ABOUT THIS EXERCISE - Repeat the data below in full and exactly.
=-=-=-=-=
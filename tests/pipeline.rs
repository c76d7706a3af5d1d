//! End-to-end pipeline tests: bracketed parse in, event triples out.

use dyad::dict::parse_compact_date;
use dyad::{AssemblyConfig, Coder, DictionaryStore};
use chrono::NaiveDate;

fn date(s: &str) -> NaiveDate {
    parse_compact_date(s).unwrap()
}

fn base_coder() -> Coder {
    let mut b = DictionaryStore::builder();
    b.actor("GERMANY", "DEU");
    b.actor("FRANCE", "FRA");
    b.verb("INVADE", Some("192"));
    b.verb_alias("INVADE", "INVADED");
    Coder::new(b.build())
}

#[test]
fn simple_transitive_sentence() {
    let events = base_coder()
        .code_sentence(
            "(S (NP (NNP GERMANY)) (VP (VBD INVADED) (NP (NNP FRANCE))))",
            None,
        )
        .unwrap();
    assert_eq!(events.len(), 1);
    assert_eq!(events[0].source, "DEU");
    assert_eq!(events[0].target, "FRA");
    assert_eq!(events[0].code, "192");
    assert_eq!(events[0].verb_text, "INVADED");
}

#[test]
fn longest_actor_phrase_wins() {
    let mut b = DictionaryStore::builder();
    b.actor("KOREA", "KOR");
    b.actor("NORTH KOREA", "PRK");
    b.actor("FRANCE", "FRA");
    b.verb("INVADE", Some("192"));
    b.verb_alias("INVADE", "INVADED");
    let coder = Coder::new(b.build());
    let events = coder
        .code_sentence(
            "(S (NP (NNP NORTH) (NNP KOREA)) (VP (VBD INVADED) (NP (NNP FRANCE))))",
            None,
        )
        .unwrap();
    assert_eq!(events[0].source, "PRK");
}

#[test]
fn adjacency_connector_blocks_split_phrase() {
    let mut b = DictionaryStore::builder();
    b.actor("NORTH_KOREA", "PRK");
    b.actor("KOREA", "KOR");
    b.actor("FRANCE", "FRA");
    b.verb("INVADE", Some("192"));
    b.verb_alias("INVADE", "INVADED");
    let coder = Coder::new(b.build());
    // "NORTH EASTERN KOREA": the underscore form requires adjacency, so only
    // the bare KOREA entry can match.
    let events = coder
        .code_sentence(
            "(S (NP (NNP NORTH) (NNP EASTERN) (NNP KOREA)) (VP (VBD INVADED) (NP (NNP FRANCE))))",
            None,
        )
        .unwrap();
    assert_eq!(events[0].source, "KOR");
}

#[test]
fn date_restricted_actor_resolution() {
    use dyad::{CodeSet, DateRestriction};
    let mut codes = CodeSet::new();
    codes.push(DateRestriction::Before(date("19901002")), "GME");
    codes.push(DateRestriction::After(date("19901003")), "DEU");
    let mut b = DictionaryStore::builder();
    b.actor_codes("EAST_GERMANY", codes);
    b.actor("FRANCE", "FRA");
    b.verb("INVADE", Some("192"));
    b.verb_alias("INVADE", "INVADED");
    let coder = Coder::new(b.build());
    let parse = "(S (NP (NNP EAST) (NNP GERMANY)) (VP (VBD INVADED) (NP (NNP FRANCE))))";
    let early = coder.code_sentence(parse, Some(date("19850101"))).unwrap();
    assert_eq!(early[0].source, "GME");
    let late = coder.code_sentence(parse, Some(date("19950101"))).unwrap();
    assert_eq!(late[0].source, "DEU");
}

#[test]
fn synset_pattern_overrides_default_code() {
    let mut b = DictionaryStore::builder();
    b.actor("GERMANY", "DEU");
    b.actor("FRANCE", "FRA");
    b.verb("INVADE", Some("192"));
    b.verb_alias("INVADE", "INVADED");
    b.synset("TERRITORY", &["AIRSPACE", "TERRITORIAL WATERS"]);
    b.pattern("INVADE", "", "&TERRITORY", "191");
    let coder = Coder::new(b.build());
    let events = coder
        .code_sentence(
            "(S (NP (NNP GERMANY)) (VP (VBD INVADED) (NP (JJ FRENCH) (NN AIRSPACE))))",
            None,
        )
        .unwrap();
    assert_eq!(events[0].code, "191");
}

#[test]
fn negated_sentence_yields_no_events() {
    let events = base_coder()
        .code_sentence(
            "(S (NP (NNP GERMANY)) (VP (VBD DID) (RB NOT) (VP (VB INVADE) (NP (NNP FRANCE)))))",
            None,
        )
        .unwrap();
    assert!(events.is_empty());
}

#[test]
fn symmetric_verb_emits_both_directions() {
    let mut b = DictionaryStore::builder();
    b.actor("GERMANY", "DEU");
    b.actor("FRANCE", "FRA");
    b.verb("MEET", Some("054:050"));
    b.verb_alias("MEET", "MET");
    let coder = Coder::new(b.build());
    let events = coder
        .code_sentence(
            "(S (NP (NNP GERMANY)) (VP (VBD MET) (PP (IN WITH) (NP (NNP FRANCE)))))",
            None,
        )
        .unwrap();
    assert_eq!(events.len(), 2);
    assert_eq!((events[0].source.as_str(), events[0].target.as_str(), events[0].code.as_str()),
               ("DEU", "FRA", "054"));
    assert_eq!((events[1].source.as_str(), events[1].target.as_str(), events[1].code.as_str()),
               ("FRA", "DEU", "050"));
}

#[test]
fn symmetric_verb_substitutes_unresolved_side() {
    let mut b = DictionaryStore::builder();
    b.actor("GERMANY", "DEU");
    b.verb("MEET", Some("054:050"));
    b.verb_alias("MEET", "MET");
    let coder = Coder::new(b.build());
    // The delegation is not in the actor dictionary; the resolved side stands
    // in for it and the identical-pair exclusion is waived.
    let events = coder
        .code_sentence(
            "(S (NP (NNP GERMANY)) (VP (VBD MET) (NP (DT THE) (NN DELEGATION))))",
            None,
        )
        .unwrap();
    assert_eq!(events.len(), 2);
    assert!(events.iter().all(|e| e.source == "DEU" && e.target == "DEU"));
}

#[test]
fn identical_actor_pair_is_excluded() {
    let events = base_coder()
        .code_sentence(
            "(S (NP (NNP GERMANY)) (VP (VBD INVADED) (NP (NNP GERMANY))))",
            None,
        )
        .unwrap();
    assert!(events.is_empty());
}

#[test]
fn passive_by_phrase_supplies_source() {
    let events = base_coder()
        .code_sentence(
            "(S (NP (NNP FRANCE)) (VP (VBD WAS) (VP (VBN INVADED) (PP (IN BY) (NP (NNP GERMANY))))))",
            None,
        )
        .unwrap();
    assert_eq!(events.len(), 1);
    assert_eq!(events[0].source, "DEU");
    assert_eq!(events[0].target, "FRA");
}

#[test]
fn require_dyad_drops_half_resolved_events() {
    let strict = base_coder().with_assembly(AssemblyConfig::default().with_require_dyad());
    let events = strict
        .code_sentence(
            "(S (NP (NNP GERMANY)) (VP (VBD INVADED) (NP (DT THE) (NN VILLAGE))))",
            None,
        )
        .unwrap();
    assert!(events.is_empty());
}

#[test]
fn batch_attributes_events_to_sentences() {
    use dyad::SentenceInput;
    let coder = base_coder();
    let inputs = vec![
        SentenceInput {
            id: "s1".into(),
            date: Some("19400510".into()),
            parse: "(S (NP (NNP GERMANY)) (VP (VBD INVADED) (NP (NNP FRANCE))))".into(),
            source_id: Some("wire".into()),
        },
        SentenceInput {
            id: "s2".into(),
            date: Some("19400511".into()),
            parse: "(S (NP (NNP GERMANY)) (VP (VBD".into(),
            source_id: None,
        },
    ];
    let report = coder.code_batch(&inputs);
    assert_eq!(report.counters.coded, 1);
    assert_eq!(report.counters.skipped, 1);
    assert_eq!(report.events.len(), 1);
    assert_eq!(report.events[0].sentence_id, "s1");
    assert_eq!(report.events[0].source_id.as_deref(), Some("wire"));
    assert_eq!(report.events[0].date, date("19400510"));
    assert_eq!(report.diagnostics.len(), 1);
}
=-=-=-=-=
EXERCISE OUTPUT -
filename tests/pipeline.rs
repository c76d7706a3af5d1d
//! End-to-end pipeline tests: bracketed parse in, event triples out.

use dyad::dict::parse_compact_date;
use dyad::{AssemblyConfig, Coder, DictionaryStore};
use chrono::NaiveDate;

fn date(s: &str) -> NaiveDate {
    parse_compact_date(s).unwrap()
}

fn base_coder() -> Coder {
    let mut b = DictionaryStore::builder();
    b.actor("GERMANY", "DEU");
    b.actor("FRANCE", "FRA");
    b.verb("INVADE", Some("192"));
    b.verb_alias("INVADE", "INVADED");
    Coder::new(b.build())
}

#[test]
fn simple_transitive_sentence() {
    let events = base_coder()
        .code_sentence(
            "(S (NP (NNP GERMANY)) (VP (VBD INVADED) (NP (NNP FRANCE))))",
            None,
        )
        .unwrap();
    assert_eq!(events.len(), 1);
    assert_eq!(events[0].source, "DEU");
    assert_eq!(events[0].target, "FRA");
    assert_eq!(events[0].code, "192");
    assert_eq!(events[0].verb_text, "INVADED");
}

#[test]
fn longest_actor_phrase_wins() {
    let mut b = DictionaryStore::builder();
    b.actor("KOREA", "KOR");
    b.actor("NORTH KOREA", "PRK");
    b.actor("FRANCE", "FRA");
    b.verb("INVADE", Some("192"));
    b.verb_alias("INVADE", "INVADED");
    let coder = Coder::new(b.build());
    let events = coder
        .code_sentence(
            "(S (NP (NNP NORTH) (NNP KOREA)) (VP (VBD INVADED) (NP (NNP FRANCE))))",
            None,
        )
        .unwrap();
    assert_eq!(events[0].source, "PRK");
}

#[test]
fn adjacency_connector_blocks_split_phrase() {
    let mut b = DictionaryStore::builder();
    b.actor("NORTH_KOREA", "PRK");
    b.actor("KOREA", "KOR");
    b.actor("FRANCE", "FRA");
    b.verb("INVADE", Some("192"));
    b.verb_alias("INVADE", "INVADED");
    let coder = Coder::new(b.build());
    // "NORTH EASTERN KOREA": the underscore form requires adjacency, so only
    // the bare KOREA entry can match.
    let events = coder
        .code_sentence(
            "(S (NP (NNP NORTH) (NNP EASTERN) (NNP KOREA)) (VP (VBD INVADED) (NP (NNP FRANCE))))",
            None,
        )
        .unwrap();
    assert_eq!(events[0].source, "KOR");
}

#[test]
fn date_restricted_actor_resolution() {
    use dyad::{CodeSet, DateRestriction};
    let mut codes = CodeSet::new();
    codes.push(DateRestriction::Before(date("19901002")), "GME");
    codes.push(DateRestriction::After(date("19901003")), "DEU");
    let mut b = DictionaryStore::builder();
    b.actor_codes("EAST_GERMANY", codes);
    b.actor("FRANCE", "FRA");
    b.verb("INVADE", Some("192"));
    b.verb_alias("INVADE", "INVADED");
    let coder = Coder::new(b.build());
    let parse = "(S (NP (NNP EAST) (NNP GERMANY)) (VP (VBD INVADED) (NP (NNP FRANCE))))";
    let early = coder.code_sentence(parse, Some(date("19850101"))).unwrap();
    assert_eq!(early[0].source, "GME");
    let late = coder.code_sentence(parse, Some(date("19950101"))).unwrap();
    assert_eq!(late[0].source, "DEU");
}

#[test]
fn synset_pattern_overrides_default_code() {
    let mut b = DictionaryStore::builder();
    b.actor("GERMANY", "DEU");
    b.actor("FRANCE", "FRA");
    b.verb("INVADE", Some("192"));
    b.verb_alias("INVADE", "INVADED");
    b.synset("TERRITORY", &["AIRSPACE", "TERRITORIAL WATERS"]);
    b.pattern("INVADE", "", "&TERRITORY", "191");
    let coder = Coder::new(b.build());
    let events = coder
        .code_sentence(
            "(S (NP (NNP GERMANY)) (VP (VBD INVADED) (NP (JJ FRENCH) (NN AIRSPACE))))",
            None,
        )
        .unwrap();
    assert_eq!(events[0].code, "191");
}

#[test]
fn negated_sentence_yields_no_events() {
    let events = base_coder()
        .code_sentence(
            "(S (NP (NNP GERMANY)) (VP (VBD DID) (RB NOT) (VP (VB INVADE) (NP (NNP FRANCE)))))",
            None,
        )
        .unwrap();
    assert!(events.is_empty());
}

#[test]
fn symmetric_verb_emits_both_directions() {
    let mut b = DictionaryStore::builder();
    b.actor("GERMANY", "DEU");
    b.actor("FRANCE", "FRA");
    b.verb("MEET", Some("054:050"));
    b.verb_alias("MEET", "MET");
    let coder = Coder::new(b.build());
    let events = coder
        .code_sentence(
            "(S (NP (NNP GERMANY)) (VP (VBD MET) (PP (IN WITH) (NP (NNP FRANCE)))))",
            None,
        )
        .unwrap();
    assert_eq!(events.len(), 2);
    assert_eq!((events[0].source.as_str(), events[0].target.as_str(), events[0].code.as_str()),
               ("DEU", "FRA", "054"));
    assert_eq!((events[1].source.as_str(), events[1].target.as_str(), events[1].code.as_str()),
               ("FRA", "DEU", "050"));
}

#[test]
fn symmetric_verb_substitutes_unresolved_side() {
    let mut b = DictionaryStore::builder();
    b.actor("GERMANY", "DEU");
    b.verb("MEET", Some("054:050"));
    b.verb_alias("MEET", "MET");
    let coder = Coder::new(b.build());
    // The delegation is not in the actor dictionary; the resolved side stands
    // in for it and the identical-pair exclusion is waived.
    let events = coder
        .code_sentence(
            "(S (NP (NNP GERMANY)) (VP (VBD MET) (NP (DT THE) (NN DELEGATION))))",
            None,
        )
        .unwrap();
    assert_eq!(events.len(), 2);
    assert!(events.iter().all(|e| e.source == "DEU" && e.target == "DEU"));
}

#[test]
fn identical_actor_pair_is_excluded() {
    let events = base_coder()
        .code_sentence(
            "(S (NP (NNP GERMANY)) (VP (VBD INVADED) (NP (NNP GERMANY))))",
            None,
        )
        .unwrap();
    assert!(events.is_empty());
}

#[test]
fn passive_by_phrase_supplies_source() {
    let events = base_coder()
        .code_sentence(
            "(S (NP (NNP FRANCE)) (VP (VBD WAS) (VP (VBN INVADED) (PP (IN BY) (NP (NNP GERMANY))))))",
            None,
        )
        .unwrap();
    assert_eq!(events.len(), 1);
    assert_eq!(events[0].source, "DEU");
    assert_eq!(events[0].target, "FRA");
}

#[test]
fn require_dyad_drops_half_resolved_events() {
    let strict = base_coder().with_assembly(AssemblyConfig::default().with_require_dyad());
    let events = strict
        .code_sentence(
            "(S (NP (NNP GERMANY)) (VP (VBD INVADED) (NP (DT THE) (NN VILLAGE))))",
            None,
        )
        .unwrap();
    assert!(events.is_empty());
}

#[test]
fn batch_attributes_events_to_sentences() {
    use dyad::SentenceInput;
    let coder = base_coder();
    let inputs = vec![
        SentenceInput {
            id: "s1".into(),
            date: Some("19400510".into()),
            parse: "(S (NP (NNP GERMANY)) (VP (VBD INVADED) (NP (NNP FRANCE))))".into(),
            source_id: Some("wire".into()),
        },
        SentenceInput {
            id: "s2".into(),
            date: Some("19400511".into()),
            parse: "(S (NP (NNP GERMANY)) (VP (VBD".into(),
            source_id: None,
        },
    ];
    let report = coder.code_batch(&inputs);
    assert_eq!(report.counters.coded, 1);
    assert_eq!(report.counters.skipped, 1);
    assert_eq!(report.events.len(), 1);
    assert_eq!(report.events[0].sentence_id, "s1");
    assert_eq!(report.events[0].source_id.as_deref(), Some("wire"));
    assert_eq!(report.events[0].date, date("19400510"));
    assert_eq!(report.diagnostics.len(), 1);
}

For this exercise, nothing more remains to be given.